California Highway Becomes First State Road In The US Made From Recycled Plastic

The California Department of Transportation repaved a stretch of state highway with Technisoil, a startup that came up with a unique offering.

The US generates about 234lb of plastic waste per person in a year, a majority of which would typically end up on a landfill larger than Texas in the middle of the Pacific Ocean, as per the Environmental Protection Agency (EPA). The environmental impact of this could be significant and can even be a causal factor behind the loss of marine life, not to mention the obvious impact of global warming. Thankfully, engineers have come up with a novel way to use up much of the waste and make what is possibly the most used human creation — roads. As per the California Department of Transportation (Caltrans) report, the United States has just overseen the paving of the country's first mile of recycled plastic highway on a state road anywhere in the country. TechniSoil, a sustainable landscaping company has partnered with state transport department officials to repave a one-mile stretch of a three-lane road in July and used more than 150,000 single-use plastic bottles to help them in the process.

The material is already in use throughout the state with the road laying formula said to be two to three times more resilient and durable to that of asphalt pavements. That's not the only advantage, according to TechniSoil, as they reveal this new mix generates 90 percent less greenhouse gas emissions than the traditional method currently employed by Caltrans. In normal circumstances, the transit department repaves state highways by removing up the topmost 3 to six inches of asphalt which is then ground and mixed with bitumen - a binding agent generated in oil refineries. As the sludge-like substance can only be used as a base, the department still requires over 42 truckloads of hot asphalt to finish up the road. The new procedure replaces the bitumen with a polymer-based binding agent made using melted plastic bottles, which means TechniSoil's latest invention removes the need for importing asphalt while ensuring that the road is made using 100 percent recycled plastic in a liquid polymer.

The historic pilot project took place in Butte County and TechniSoil's representatives even spoke to Fast Company to reveal details of additional road projects underway in other areas of California. Amarjeet S Benipal, Caltrans District 3 Director, said: "We’re excited about introducing a new sustainable technology and helping pave the way for utilization of recycled plastics throughout the state. This process is better for the environment because it keeps plastic bottles out of landfills and helps reduce greenhouse gas emissions and reliance on fossil fuels." Meanwhile, Sean Weaver, president of TechniSoil, spoke of his company's game-changing product and said: "Traditional asphalt roads rely on rock for the strength of the road. With our pavement, it relies on the matrix of a plastic binder for the strength, and the rock is simply a filler."

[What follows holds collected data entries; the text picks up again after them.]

//! PDF document generation: responsibility terms and QR label sheets

use printpdf::{
    path::{PaintMode, WindingOrder},
    BuiltinFont, Color, IndirectFontRef, Mm, PdfDocument, PdfDocumentReference, PdfLayerReference,
    Point, Polygon, Rgb,
};

use crate::{
    error::{AppError, AppResult},
    models::{asset::Asset, company::LegalEntity, employee::Employee},
    repository::Repository,
};

const PAGE_WIDTH: f32 = 210.0;
const PAGE_HEIGHT: f32 = 297.0;
const MARGIN: f32 = 20.0;

#[derive(Clone)]
pub struct DocumentsService {
    repository: Repository,
}

impl DocumentsService {
    pub fn new(repository: Repository) -> Self {
        Self { repository }
    }

    /// Responsibility term for everything the employee currently holds
    pub async fn responsibility_term(&self, employee_id: i32) -> AppResult<Vec<u8>> {
        let employee = self.repository.employees.get_by_id(employee_id).await?;
        let assets = self
            .repository
            .assets
            .list_in_use_by_employee(employee_id)
            .await?;
        if assets.is_empty() {
            return Err(AppError::BusinessRule(format!(
                "Employee '{}' has no assets in use",
                employee.name
            )));
        }
        let entity = self.repository.companies.get_default().await?;
        render_responsibility_term(&employee, &assets, entity.as_ref())
    }

    /// Label sheet with one QR cell per requested asset
    pub async fn labels(&self, ids: &[i32]) -> AppResult<Vec<u8>> {
        if ids.is_empty() {
            return Err(AppError::BadRequest(
                "At least one asset id is required".to_string(),
            ));
        }
        let assets = self.repository.assets.get_by_ids(ids).await?;
        if assets.is_empty() {
            return Err(AppError::NotFound("No matching assets".to_string()));
        }
        render_label_sheet(&assets)
    }
}

fn doc_error(e: impl std::fmt::Display) -> AppError {
    AppError::Document(e.to_string())
}

fn render_responsibility_term(
    employee: &Employee,
    assets: &[Asset],
    entity: Option<&LegalEntity>,
) -> AppResult<Vec<u8>> {
    let (doc, page, layer) = PdfDocument::new(
        "Termo de Responsabilidade",
        Mm(PAGE_WIDTH),
        Mm(PAGE_HEIGHT),
        "conteudo",
    );
    let font = doc
        .add_builtin_font(BuiltinFont::Helvetica)
        .map_err(doc_error)?;
    let bold = doc
        .add_builtin_font(BuiltinFont::HelveticaBold)
        .map_err(doc_error)?;

    let mut layer = doc.get_page(page).get_layer(layer);
    let mut y = PAGE_HEIGHT - MARGIN;

    layer.use_text("TERMO DE RESPONSABILIDADE", 16.0, Mm(MARGIN), Mm(y), &bold);
    y -= 12.0;

    if let Some(entity) = entity {
        layer.use_text(entity.corporate_name.as_str(), 11.0, Mm(MARGIN), Mm(y), &bold);
        y -= 5.0;
        layer.use_text(
            format!("CNPJ: {}", entity.tax_id).as_str(),
            10.0,
            Mm(MARGIN),
            Mm(y),
            &font,
        );
        y -= 5.0;
        let address = [
            entity.address.as_deref(),
            entity.city.as_deref(),
            entity.state.as_deref(),
        ]
        .into_iter()
        .flatten()
        .collect::<Vec<_>>()
        .join(", ");
        if !address.is_empty() {
            layer.use_text(address.as_str(), 10.0, Mm(MARGIN), Mm(y), &font);
            y -= 5.0;
        }
        y -= 5.0;
    }

    let mut who = format!("Colaborador: {}", employee.name);
    if let Some(ref reg) = employee.registration_number {
        who.push_str(&format!(" (matrícula {})", reg));
    }
    layer.use_text(who.as_str(), 11.0, Mm(MARGIN), Mm(y), &font);
    y -= 10.0;

    layer.use_text("Equipamentos sob responsabilidade:", 11.0, Mm(MARGIN), Mm(y), &bold);
    y -= 7.0;

    for asset in assets {
        if y < 50.0 {
            let (next_page, next_layer) = doc.add_page(Mm(PAGE_WIDTH), Mm(PAGE_HEIGHT), "conteudo");
            layer = doc.get_page(next_page).get_layer(next_layer);
            y = PAGE_HEIGHT - MARGIN;
        }
        let tag = asset.asset_tag.as_deref().unwrap_or("-");
        let serial = asset.serial_number.as_deref().unwrap_or("-");
        let line = format!(
            "{}  |  {}  |  Nº série: {}  |  Patrimônio: {}",
            tag, asset.name, serial, asset.id
        );
        layer.use_text(line.as_str(), 9.0, Mm(MARGIN), Mm(y), &font);
        y -= 6.0;
    }
    y -= 8.0;

    let declaration = [
        "Declaro ter recebido os equipamentos acima relacionados, em perfeito",
        "estado de conservação e funcionamento, comprometendo-me a zelar pela",
        "sua guarda e a devolvê-los quando solicitado ou ao término do vínculo.",
    ];
    for line in declaration {
        layer.use_text(line, 10.0, Mm(MARGIN), Mm(y), &font);
        y -= 5.0;
    }
    y -= 20.0;

    layer.use_text(
        "_________________________________",
        10.0,
        Mm(MARGIN),
        Mm(y),
        &font,
    );
    layer.use_text(
        "_________________________________",
        10.0,
        Mm(PAGE_WIDTH / 2.0 + 10.0),
        Mm(y),
        &font,
    );
    y -= 5.0;
    layer.use_text("Colaborador", 9.0, Mm(MARGIN), Mm(y), &font);
    layer.use_text("Responsável TI", 9.0, Mm(PAGE_WIDTH / 2.0 + 10.0), Mm(y), &font);

    doc.save_to_bytes().map_err(doc_error)
}

// Label sheet geometry: 4 x 7 grid of 45x37mm cells on A4
const LABEL_COLS: usize = 4;
const LABEL_ROWS: usize = 7;
const CELL_W: f32 = 45.0;
const CELL_H: f32 = 37.0;
const QR_SIZE: f32 = 22.0;

fn render_label_sheet(assets: &[Asset]) -> AppResult<Vec<u8>> {
    let (doc, page, layer) = PdfDocument::new(
        "Etiquetas de Patrimônio",
        Mm(PAGE_WIDTH),
        Mm(PAGE_HEIGHT),
        "etiquetas",
    );
    let font = doc
        .add_builtin_font(BuiltinFont::Helvetica)
        .map_err(doc_error)?;
    let mut layer = doc.get_page(page).get_layer(layer);

    let per_page = LABEL_COLS * LABEL_ROWS;
    for (i, asset) in assets.iter().enumerate() {
        let slot = i % per_page;
        if i > 0 && slot == 0 {
            let (next_page, next_layer) =
                doc.add_page(Mm(PAGE_WIDTH), Mm(PAGE_HEIGHT), "etiquetas");
            layer = doc.get_page(next_page).get_layer(next_layer);
        }
        let col = slot % LABEL_COLS;
        let row = slot / LABEL_COLS;
        let x = MARGIN / 2.0 + col as f32 * CELL_W;
        let y = PAGE_HEIGHT - MARGIN / 2.0 - CELL_H - row as f32 * CELL_H;
        draw_label(&doc, &layer, &font, asset, x, y)?;
    }

    doc.save_to_bytes().map_err(doc_error)
}

fn draw_label(
    _doc: &PdfDocumentReference,
    layer: &PdfLayerReference,
    font: &IndirectFontRef,
    asset: &Asset,
    x: f32,
    y: f32,
) -> AppResult<()> {
    let payload = asset
        .asset_tag
        .clone()
        .unwrap_or_else(|| format!("ID:{}", asset.id));
    let code = qrcode::QrCode::new(payload.as_bytes()).map_err(doc_error)?;
    let width = code.width();
    let module = QR_SIZE / width as f32;
    let colors = code.to_colors();

    layer.set_fill_color(Color::Rgb(Rgb::new(0.0, 0.0, 0.0, None)));
    let qr_x = x + (CELL_W - QR_SIZE) / 2.0;
    let qr_y = y + CELL_H - QR_SIZE - 4.0;
    for (idx, color) in colors.iter().enumerate() {
        if *color != qrcode::Color::Dark {
            continue;
        }
        let mx = (idx % width) as f32;
        // QR rows count downward, PDF coordinates upward.
        let my = (width - 1 - idx / width) as f32;
        let x0 = qr_x + mx * module;
        let y0 = qr_y + my * module;
        let square = Polygon {
            rings: vec![vec![
                (Point::new(Mm(x0), Mm(y0)), false),
                (Point::new(Mm(x0 + module), Mm(y0)), false),
                (Point::new(Mm(x0 + module), Mm(y0 + module)), false),
                (Point::new(Mm(x0), Mm(y0 + module)), false),
            ]],
            mode: PaintMode::Fill,
            winding_order: WindingOrder::NonZero,
        };
        layer.add_polygon(square);
    }

    let name: String = asset.name.chars().take(28).collect();
    layer.use_text(name.as_str(), 7.0, Mm(x + 3.0), Mm(y + 8.0), font);
    layer.use_text(payload.as_str(), 7.0, Mm(x + 3.0), Mm(y + 4.0), font);
    Ok(())
}

#[cfg(test)]
mod tests {
    use super::*;
    use chrono::Utc;
    use sqlx::types::Json;

    use crate::models::asset::AssetStatus;

    fn asset(id: i32, name: &str, tag: Option<&str>) -> Asset {
        Asset {
            id,
            asset_tag: tag.map(str::to_string),
            name: name.to_string(),
            asset_type: "Notebook".to_string(),
            brand: None,
            model: None,
            serial_number: Some("SN-1".to_string()),
            status: AssetStatus::EmUso,
            employee_id: Some(1),
            department_id: None,
            purchase_value: None,
            purchase_date: None,
            invoice_number: None,
            accounting_account_code: None,
            notes: None,
            history: Json(Vec::new()),
            crea_date: Some(Utc::now()),
            modif_date: None,
        }
    }

    fn employee() -> Employee {
        Employee {
            id: 1,
            name: "Maria Souza".to_string(),
            email: None,
            registration_number: Some("0042".to_string()),
            department_id: None,
            position: None,
            is_active: true,
            crea_date: Some(Utc::now()),
            modif_date: None,
        }
    }

    #[test]
    fn term_renders_valid_pdf() {
        let assets = vec![asset(1, "Notebook Dell", Some("PAT-001")), asset(2, "Monitor", None)];
        let bytes = render_responsibility_term(&employee(), &assets, None).unwrap();
        assert!(bytes.starts_with(b"%PDF"));
    }

    #[test]
    fn term_paginates_long_asset_lists() {
        let assets: Vec<Asset> = (1..=80)
            .map(|i| asset(i, &format!("Ativo {}", i), None))
            .collect();
        let bytes = render_responsibility_term(&employee(), &assets, None).unwrap();
        assert!(bytes.starts_with(b"%PDF"));
    }

    #[test]
    fn label_sheet_renders_valid_pdf() {
        let assets: Vec<Asset> = (1..=30)
            .map(|i| asset(i, &format!("Ativo {}", i), Some(&format!("PAT-{:03}", i))))
            .collect();
        let bytes = render_label_sheet(&assets).unwrap();
        assert!(bytes.starts_with(b"%PDF"));
    }
}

The new type of road is said to be resistant to potholes and cracking and can last two to three times longer than standard asphalt, Weaver confirmed. Speaking on the environmental impact of the process, he continued: "The advantage with recycling in place is that we avoid all of the truck traffic in and out of the construction zone. That eliminates the emissions from those trips and makes it faster to complete the job. We can do this work very seamlessly at night." The project saw over 1000 yards of road being relaid. Speaking earlier about the completion of the project and upcoming projects, Weaver had said: "We finished the first piece yesterday. And we already have a call slated for Monday to look at project number two and project number three. They are going at hyperspeed on this. California has some ambitious goals for recycling and environmental priorities."